ACTION ITEM:
Give back the material word for word, every line included.
------------------------------------------------------------
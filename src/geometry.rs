//! Direct-manipulation geometry in percentage space
//!
//! Every function takes pixel-space input (pointer deltas, container size)
//! and returns a whole new `Rect` or angle. Nothing here fails: a degenerate
//! container or a non-finite delta yields the unmodified rect.

use tracing::debug;

use crate::constants::geometry::{MIN_ELEMENT_SIZE_PX, PERCENT_SPAN};
use crate::types::{Delta, PixelSize, Point, Rect, Rotation};

fn to_percent(pixels: f64, container_dimension: f64) -> f64 {
    pixels / container_dimension * PERCENT_SPAN
}

/// Translate a rect by a pixel delta, clamped so the element stays inside the container
pub fn move_rect(current: Rect, container: PixelSize, element: PixelSize, delta: Delta) -> Rect {
    if !container.is_usable() {
        debug!(?container, "Ignoring move inside unusable container");
        return current;
    }
    let delta = delta.sanitized();
    let origin = current.pixel_origin(container);

    let max_left = container.width - element.width;
    let max_top = container.height - element.height;

    // min before max: an oversized element pins to 0 instead of panicking in clamp()
    let left = (origin.x + delta.dx).min(max_left).max(0.0);
    let top = (origin.y + delta.dy).min(max_top).max(0.0);

    Rect {
        x: to_percent(left, container.width),
        y: to_percent(top, container.height),
        w: current.w,
        h: current.h,
    }
}

/// Grow or shrink a rect from its anchored top-left corner
///
/// The new size is floored at [`MIN_ELEMENT_SIZE_PX`] and capped at the
/// distance between `origin` and the container edge. When the container is
/// smaller than the floor, the floor wins.
pub fn resize_rect(current: Rect, container: PixelSize, origin: Point, delta: Delta) -> Rect {
    if !container.is_usable() {
        debug!(?container, "Ignoring resize inside unusable container");
        return current;
    }
    let delta = delta.sanitized();
    let size = current.pixel_size(container);

    let max_width = container.width - origin.x;
    let max_height = container.height - origin.y;

    let width = (size.width + delta.dx).min(max_width).max(MIN_ELEMENT_SIZE_PX);
    let height = (size.height + delta.dy).min(max_height).max(MIN_ELEMENT_SIZE_PX);

    Rect {
        x: current.x,
        y: current.y,
        w: to_percent(width, container.width),
        h: to_percent(height, container.height),
    }
}

/// Absolute angle from the element center to the pointer
pub fn rotation_towards(center: Point, pointer: Point) -> Rotation {
    (pointer.y - center.y).atan2(pointer.x - center.x)
}
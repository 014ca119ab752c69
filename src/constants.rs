//! Application-wide constants
//!
//! Magic numbers and string literals shared across the board, poller and
//! editor surface live here.

/// Canvas geometry constants
pub mod geometry {
    /// Smallest width or height (in pixels) a resize may produce
    pub const MIN_ELEMENT_SIZE_PX: f64 = 40.0;

    /// Percentage space spans 0..=100 on both axes
    pub const PERCENT_SPAN: f64 = 100.0;
}

/// Check polling constants
pub mod polling {
    /// Default interval between two state polls of one widget
    pub const DEFAULT_INTERVAL_SECS: u64 = 30;

    /// Default upper bound for a single state fetch
    pub const DEFAULT_FETCH_TIMEOUT_SECS: u64 = 10;

    pub const MIN_INTERVAL_SECS: u64 = 5;
    pub const MAX_INTERVAL_SECS: u64 = 3600;
}

/// Dashboard document defaults
pub mod dashboard {
    /// Location of the bundled alert sounds on the server
    pub const DEFAULT_SOUND_DIR: &str = "/dashboards-data";

    /// Rect applied to an element switched to the ticker kind
    pub const TICKER_Y: f64 = 82.84371327849588;
    pub const TICKER_H: f64 = 16.0;

    /// Aspect ratio used when the dashboard has no background dimensions
    pub const DEFAULT_ASPECT: f32 = 16.0 / 9.0;
}

/// Configuration file location
pub mod config {
    pub const APP_DIR: &str = "wallboard";
    pub const FILENAME: &str = "config.json";
    pub const DEFAULT_SERVER_URL: &str = "http://localhost:8585";

    /// Bounds for the editor window size
    pub const MIN_WINDOW_DIMENSION: u16 = 200;
    pub const MAX_WINDOW_DIMENSION: u16 = 8192;
}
------------------------------------------------------------
OUTPUT OF THE TASK:
filename src/geometry.rs
//! Direct-manipulation geometry in percentage space
//!
//! Every function takes pixel-space input (pointer deltas, container size)
//! and returns a whole new `Rect` or angle. Nothing here fails: a degenerate
//! container or a non-finite delta yields the unmodified rect.

use tracing::debug;

use crate::constants::geometry::{MIN_ELEMENT_SIZE_PX, PERCENT_SPAN};
use crate::types::{Delta, PixelSize, Point, Rect, Rotation};

fn to_percent(pixels: f64, container_dimension: f64) -> f64 {
    pixels / container_dimension * PERCENT_SPAN
}

/// Translate a rect by a pixel delta, clamped so the element stays inside the container
pub fn move_rect(current: Rect, container: PixelSize, element: PixelSize, delta: Delta) -> Rect {
    if !container.is_usable() {
        debug!(?container, "Ignoring move inside unusable container");
        return current;
    }
    let delta = delta.sanitized();
    let origin = current.pixel_origin(container);

    let max_left = container.width - element.width;
    let max_top = container.height - element.height;

    // min before max: an oversized element pins to 0 instead of panicking in clamp()
    let left = (origin.x + delta.dx).min(max_left).max(0.0);
    let top = (origin.y + delta.dy).min(max_top).max(0.0);

    Rect {
        x: to_percent(left, container.width),
        y: to_percent(top, container.height),
        w: current.w,
        h: current.h,
    }
}

/// Grow or shrink a rect from its anchored top-left corner
///
/// The new size is floored at [`MIN_ELEMENT_SIZE_PX`] and capped at the
/// distance between `origin` and the container edge. When the container is
/// smaller than the floor, the floor wins.
pub fn resize_rect(current: Rect, container: PixelSize, origin: Point, delta: Delta) -> Rect {
    if !container.is_usable() {
        debug!(?container, "Ignoring resize inside unusable container");
        return current;
    }
    let delta = delta.sanitized();
    let size = current.pixel_size(container);

    let max_width = container.width - origin.x;
    let max_height = container.height - origin.y;

    let width = (size.width + delta.dx).min(max_width).max(MIN_ELEMENT_SIZE_PX);
    let height = (size.height + delta.dy).min(max_height).max(MIN_ELEMENT_SIZE_PX);

    Rect {
        x: current.x,
        y: current.y,
        w: to_percent(width, container.width),
        h: to_percent(height, container.height),
    }
}

/// Absolute angle from the element center to the pointer
pub fn rotation_towards(center: Point, pointer: Point) -> Rotation {
    (pointer.y - center.y).atan2(pointer.x - center.x)
}
repository 014ca119ab752c69
filename src/constants.rs
//! Application-wide constants
//!
//! Magic numbers and string literals shared across the board, poller and
//! editor surface live here.

/// Canvas geometry constants
pub mod geometry {
    /// Smallest width or height (in pixels) a resize may produce
    pub const MIN_ELEMENT_SIZE_PX: f64 = 40.0;

    /// Percentage space spans 0..=100 on both axes
    pub const PERCENT_SPAN: f64 = 100.0;
}

/// Check polling constants
pub mod polling {
    /// Default interval between two state polls of one widget
    pub const DEFAULT_INTERVAL_SECS: u64 = 30;

    /// Default upper bound for a single state fetch
    pub const DEFAULT_FETCH_TIMEOUT_SECS: u64 = 10;

    pub const MIN_INTERVAL_SECS: u64 = 5;
    pub const MAX_INTERVAL_SECS: u64 = 3600;
}

/// Dashboard document defaults
pub mod dashboard {
    /// Location of the bundled alert sounds on the server
    pub const DEFAULT_SOUND_DIR: &str = "/dashboards-data";

    /// Rect applied to an element switched to the ticker kind
    pub const TICKER_Y: f64 = 82.84371327849588;
    pub const TICKER_H: f64 = 16.0;

    /// Aspect ratio used when the dashboard has no background dimensions
    pub const DEFAULT_ASPECT: f32 = 16.0 / 9.0;
}

/// Configuration file location
pub mod config {
    pub const APP_DIR: &str = "wallboard";
    pub const FILENAME: &str = "config.json";
    pub const DEFAULT_SERVER_URL: &str = "http://localhost:8585";

    /// Bounds for the editor window size
    pub const MIN_WINDOW_DIMENSION: u16 = 200;
    pub const MAX_WINDOW_DIMENSION: u16 = 8192;
}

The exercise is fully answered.